Agreed. But isn't it too late to remove the columns (i.e., change
the catalog) for v13? Because v13 beta1 was already released.
IIUC the catalog should not be changed since beta1 release so that
users can upgrade PostgreSQL without initdb.
Regards,
--
Fujii Masao
Advanced Computing Technology Center
Research and Development Headquarters
NTT DATA CORPORATION
On Fri, Jun 19, 2020 at 04:13:27PM +0900, Fujii Masao wrote:
Agreed.
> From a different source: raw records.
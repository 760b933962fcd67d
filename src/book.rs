use crate::chapter::Chapter;
use crate::xhtml;
use anyhow::{anyhow, Context, Result};
use epub_builder::{EpubBuilder, EpubContent, EpubVersion, ReferenceType, ZipLibrary};
use log::{debug, info};
use rand::rngs::StdRng;
use rand::{Rng, SeedableRng};
use std::collections::hash_map::DefaultHasher;
use std::collections::HashMap;
use std::ffi::OsStr;
use std::fs;
use std::hash::{Hash, Hasher};
use std::path::Path;
use uuid::Uuid;

struct ChapterEntry {
    file_name: String,
    title: String,
    language: String,
    content: String,
}

/// Accumulates chapters into an EPUB book and writes the final file.
///
/// Chapters are added in reading order; embedded images are deduplicated
/// across all chapters and repacked under short index-based names. A single
/// `write_file` call finalizes the book.
pub struct EpubBook {
    builder: EpubBuilder<ZipLibrary>,
    book_name: String,
    language: String,
    author: String,
    chapter_count: usize,
    /// Original image path -> assigned internal name, first-seen order wins
    image_names: HashMap<String, String>,
    chapters: Vec<ChapterEntry>,
    toc: Vec<(String, String)>,
}

impl EpubBook {
    /// Create an empty book. A trailing `.epub` on `book_name` is stripped
    /// from the display name.
    pub fn new(book_name: &str, language: &str, author: &str) -> Result<Self> {
        let book_name = book_name
            .strip_suffix(".epub")
            .unwrap_or(book_name)
            .to_string();

        let zip = ZipLibrary::new().map_err(|e| anyhow!(e))?;
        let mut builder = EpubBuilder::new(zip).map_err(|e| anyhow!(e))?;
        builder.epub_version(EpubVersion::V30);

        Ok(Self {
            builder,
            book_name,
            language: language.to_string(),
            author: author.to_string(),
            chapter_count: 0,
            image_names: HashMap::new(),
            chapters: Vec::new(),
            toc: Vec::new(),
        })
    }

    /// Number of chapters added so far.
    pub fn chapter_count(&self) -> usize {
        self.chapter_count
    }

    /// Add one chapter to the end of the reading order.
    ///
    /// Embedded images are loaded from the filesystem here; a missing file
    /// surfaces as an error with no rollback of images already registered.
    pub fn add_chapter(&mut self, mut chapter: Chapter) -> Result<()> {
        self.embed_images(&mut chapter)?;

        let file_name = format!("{}_{}.xhtml", self.chapter_count, chapter.title);
        debug!("Adding chapter `{}` as `{}`", chapter.title, file_name);

        self.toc.push((file_name.clone(), chapter.title.clone()));
        self.chapters.push(ChapterEntry {
            file_name,
            title: chapter.title,
            language: chapter.language,
            content: chapter.content,
        });
        self.chapter_count += 1;

        Ok(())
    }

    /// Add chapters in input order. No rollback on failure: chapters added
    /// before the failing one remain committed.
    pub fn add_chapters(&mut self, chapters: impl IntoIterator<Item = Chapter>) -> Result<()> {
        for chapter in chapters {
            self.add_chapter(chapter)?;
        }
        Ok(())
    }

    /// Finalize the book and write it to `path`, creating intermediate
    /// directories as needed. Intended to be called once per book.
    pub fn write_file(&mut self, path: &Path) -> Result<()> {
        let identifier = generate_identifier(&self.book_name);
        self.builder.set_uuid(identifier);
        self.builder
            .metadata("title", &self.book_name)
            .map_err(|e| anyhow!(e))?;
        self.builder
            .metadata("lang", &self.language)
            .map_err(|e| anyhow!(e))?;
        self.builder
            .metadata("author", &self.author)
            .map_err(|e| anyhow!(e))?;

        // Navigation page leads the spine, then chapters in add order
        let nav = xhtml::nav_page(&self.language, &self.toc);
        self.builder
            .add_content(
                EpubContent::new("contents.xhtml", nav.as_bytes())
                    .title("Table of Contents")
                    .reftype(ReferenceType::Toc),
            )
            .map_err(|e| anyhow!(e))?;

        for entry in &self.chapters {
            let document = xhtml::document(&entry.title, &entry.language, &entry.content);
            self.builder
                .add_content(
                    EpubContent::new(&entry.file_name, document.as_bytes())
                        .title(&entry.title)
                        .reftype(ReferenceType::Text),
                )
                .map_err(|e| anyhow!(e))?;
        }

        if let Some(parent) = path.parent() {
            if !parent.as_os_str().is_empty() {
                fs::create_dir_all(parent)?;
            }
        }

        let file = fs::File::create(path)
            .with_context(|| format!("Failed to create output file: {}", path.display()))?;
        self.builder
            .generate(file)
            .map_err(|e| anyhow!(e))
            .with_context(|| format!("Failed to write EPUB: {}", path.display()))?;

        info!(
            "Wrote `{}` ({} chapters, {} images) to {}",
            self.book_name,
            self.chapter_count,
            self.image_names.len(),
            path.display()
        );
        Ok(())
    }

    /// Register the chapter's images and rewrite its content to point at the
    /// internal names. A source path keeps its first assigned name for the
    /// lifetime of the book, no matter how many chapters reference it.
    fn embed_images(&mut self, chapter: &mut Chapter) -> Result<()> {
        for path in chapter.image_paths() {
            let internal = match self.image_names.get(&path) {
                Some(name) => name.clone(),
                None => {
                    let ext = Path::new(&path)
                        .extension()
                        .and_then(OsStr::to_str)
                        .unwrap_or("bin");
                    let name = format!("{}.{}", self.image_names.len(), ext);
                    let media_type = format!("image/{}", ext);

                    let data = fs::read(&path)
                        .with_context(|| format!("Failed to read image: {}", path))?;
                    self.builder
                        .add_resource(&name, data.as_slice(), &media_type)
                        .map_err(|e| anyhow!(e))?;

                    debug!("Registered image `{}` as `{}`", path, name);
                    self.image_names.insert(path.clone(), name.clone());
                    name
                }
            };

            // Rewrite on registry hits too: this chapter's content still
            // holds the original path literal
            chapter.content = chapter.content.replace(&path, &internal);
        }
        Ok(())
    }
}

/// Derive the book identifier from the display name: same name, same
/// identifier on every run. Reproducibility only, not a security mechanism.
fn generate_identifier(book_name: &str) -> Uuid {
    let mut hasher = DefaultHasher::new();
    book_name.hash(&mut hasher);
    let mut rng = StdRng::seed_from_u64(hasher.finish());
    Uuid::from_u64_pair(rng.gen(), rng.gen())
}
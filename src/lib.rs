//! Assemble minimal EPUB ebooks from text or HTML chapters.
//!
//! Chapters are normalized to XHTML, their embedded images deduplicated and
//! repacked under short internal names, and the result is serialized through
//! `epub-builder`.
//!
//! ```no_run
//! use chapbook::{Chapter, EpubBook};
//!
//! # fn main() -> anyhow::Result<()> {
//! let mut book = EpubBook::new("my-book.epub", "eng", "Author Name")?;
//! book.add_chapter(Chapter::from_text("Chapter One", "First line.\nSecond line."))?;
//! book.write_file(std::path::Path::new("out/my-book.epub"))?;
//! # Ok(())
//! # }
//! ```

mod book;
mod chapter;
mod xhtml;

pub use book::EpubBook;
pub use chapter::Chapter;
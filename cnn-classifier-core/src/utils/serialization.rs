//! JSON and binary (bincode) save/load helpers.

use crate::config_box::ConfigBox;
use crate::error::Result;
use serde::Serialize;
use serde::de::DeserializeOwned;
use std::io::{BufReader, BufWriter, Write};
use std::path::Path;

/// Save `data` as JSON pretty-printed with a 4-space indent.
pub fn save_json<T: Serialize + ?Sized>(path: &Path, data: &T) -> Result<()> {
    let mut buf = Vec::new();
    let formatter = serde_json::ser::PrettyFormatter::with_indent(b"    ");
    let mut ser = serde_json::Serializer::with_formatter(&mut buf, formatter);
    data.serialize(&mut ser)?;
    std::fs::write(path, &buf)?;

    tracing::info!(path = %path.display(), "json file saved");
    Ok(())
}

/// Load a JSON object into a [`ConfigBox`].
pub fn load_json(path: &Path) -> Result<ConfigBox> {
    let content = std::fs::read_to_string(path)?;
    let value: serde_json::Value = serde_json::from_str(&content)?;
    let config = ConfigBox::from_value(value)?;

    tracing::info!(path = %path.display(), "json file loaded successfully");
    Ok(config)
}

/// Serialize any value into a binary file with `bincode`.
///
/// The format carries no version or schema information.
pub fn save_bin<T: Serialize + ?Sized>(path: &Path, data: &T) -> Result<()> {
    let mut writer = BufWriter::new(std::fs::File::create(path)?);
    bincode::serialize_into(&mut writer, data)?;
    writer.flush()?;

    tracing::info!(path = %path.display(), "binary file saved");
    Ok(())
}

/// Load a value previously written by [`save_bin`].
pub fn load_bin<T: DeserializeOwned>(path: &Path) -> Result<T> {
    let reader = BufReader::new(std::fs::File::open(path)?);
    let data = bincode::deserialize_from(reader)?;

    tracing::info!(path = %path.display(), "data loaded from binary file");
    Ok(data)
}

#[cfg(test)]
mod tests {
    use super::*;
    use crate::error::{ClassifierError, FormatError};
    use pretty_assertions::assert_eq;
    use serde::Deserialize;
    use serde_json::json;
    use std::collections::HashMap;
    use tempfile::TempDir;

    #[derive(Debug, Clone, PartialEq, Serialize, Deserialize)]
    struct Scores {
        loss: f64,
        accuracy: f64,
        per_class: HashMap<String, u32>,
    }

    #[test]
    fn test_json_roundtrip() {
        let dir = TempDir::new().unwrap();
        let path = dir.path().join("scores.json");
        let data = json!({
            "loss": 0.42,
            "accuracy": 0.87,
            "classes": ["cbb", "cbsd", "cgm", "cmd", "healthy"],
            "nested": { "epochs": 10 }
        });

        save_json(&path, &data).unwrap();
        let loaded = load_json(&path).unwrap();
        assert_eq!(serde_json::Value::Object(loaded.into_inner()), data);
    }

    #[test]
    fn test_json_uses_four_space_indent() {
        let dir = TempDir::new().unwrap();
        let path = dir.path().join("scores.json");
        save_json(&path, &json!({ "outer": { "inner": 1 } })).unwrap();

        let text = std::fs::read_to_string(&path).unwrap();
        assert_eq!(text, "{\n    \"outer\": {\n        \"inner\": 1\n    }\n}");
    }

    #[test]
    fn test_load_json_malformed() {
        let dir = TempDir::new().unwrap();
        let path = dir.path().join("bad.json");
        std::fs::write(&path, "{ not json").unwrap();
        let err = load_json(&path).unwrap_err();
        assert!(matches!(err, ClassifierError::Format(FormatError::Json(_))));
    }

    #[test]
    fn test_bin_roundtrip_struct() {
        let dir = TempDir::new().unwrap();
        let path = dir.path().join("scores.bin");
        let mut per_class = HashMap::new();
        per_class.insert("healthy".to_string(), 2577);
        per_class.insert("cmd".to_string(), 13158);
        let data = Scores {
            loss: 0.31,
            accuracy: 0.9,
            per_class,
        };

        save_bin(&path, &data).unwrap();
        let loaded: Scores = load_bin(&path).unwrap();
        assert_eq!(loaded, data);
    }

    #[test]
    fn test_load_bin_incompatible_blob() {
        let dir = TempDir::new().unwrap();
        let path = dir.path().join("short.bin");
        // Too short to hold the u64 length prefix of a Vec.
        std::fs::write(&path, [1u8, 2, 3]).unwrap();
        let err = load_bin::<Vec<String>>(&path).unwrap_err();
        assert!(matches!(
            err,
            ClassifierError::Format(FormatError::Binary(_))
        ));
    }
}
But isn't it too late to remove the columns (i.e., change
the catalog) for v13? Because v13 beta1 was already released.
IIUC the catalog should not be changed since beta1 release so that
users can upgrade PostgreSQL without initdb.
Catalog bumps have happened in the past between beta versions:
git log -p REL_12_BETA1..REL_12_BETA2 src/include/catalog/catversion.h
git log -p REL_11_BETA1..REL_11_BETA2 src/include/catalog/catversion.h
git log -p REL_10_BETA1..REL_10_BETA2 src/include/catalog/catversion.h
So we usually avoid to do that between betas, but my take here is that
a catalog bump is better than regretting a change we may have to live
with after the release is sealed.
--
Michael
At Fri, 19 Jun 2020 16:36:09 +0900, Michael Paquier <michael@paquier.xyz> wrote in
On Fri, Jun 19, 2020 at 04:13:27PM +0900, Fujii Masao wrote:
Agreed. But isn't it too late to remove the columns (i.e., change
the catalog) for v13? Because v13 beta1 was already released.
IIUC the catalog should not be changed since beta1 release so that
users can upgrade PostgreSQL without initdb.Catalog bumps have happened in the past between beta versions:
git log -p REL_12_BETA1..REL_12_BETA2 src/include/catalog/catversion.h
git log -p REL_11_BETA1..REL_11_BETA2 src/include/catalog/catversion.h
git log -p REL_10_BETA1..REL_10_BETA2 src/include/catalog/catversion.hSo we usually avoid to do that between betas, but my take here is that
a catalog bump is better than regretting a change we may have to live
with after the release is sealed.
FWIW if we decide that it is really useless, I agree to remove it now.
regards.
--
Kyotaro Horiguchi
NTT Open Source Software Center
On 2020/06/19 16:43, Kyotaro Horiguchi wrote:
At Fri, 19 Jun 2020 16:36:09 +0900, Michael Paquier <michael@paquier.xyz> wrote in
On Fri, Jun 19, 2020 at 04:13:27PM +0900, Fujii Masao wrote:
Agreed. But isn't it too late to remove the columns (i.e., change
the catalog) for v13? Because v13 beta1 was already released.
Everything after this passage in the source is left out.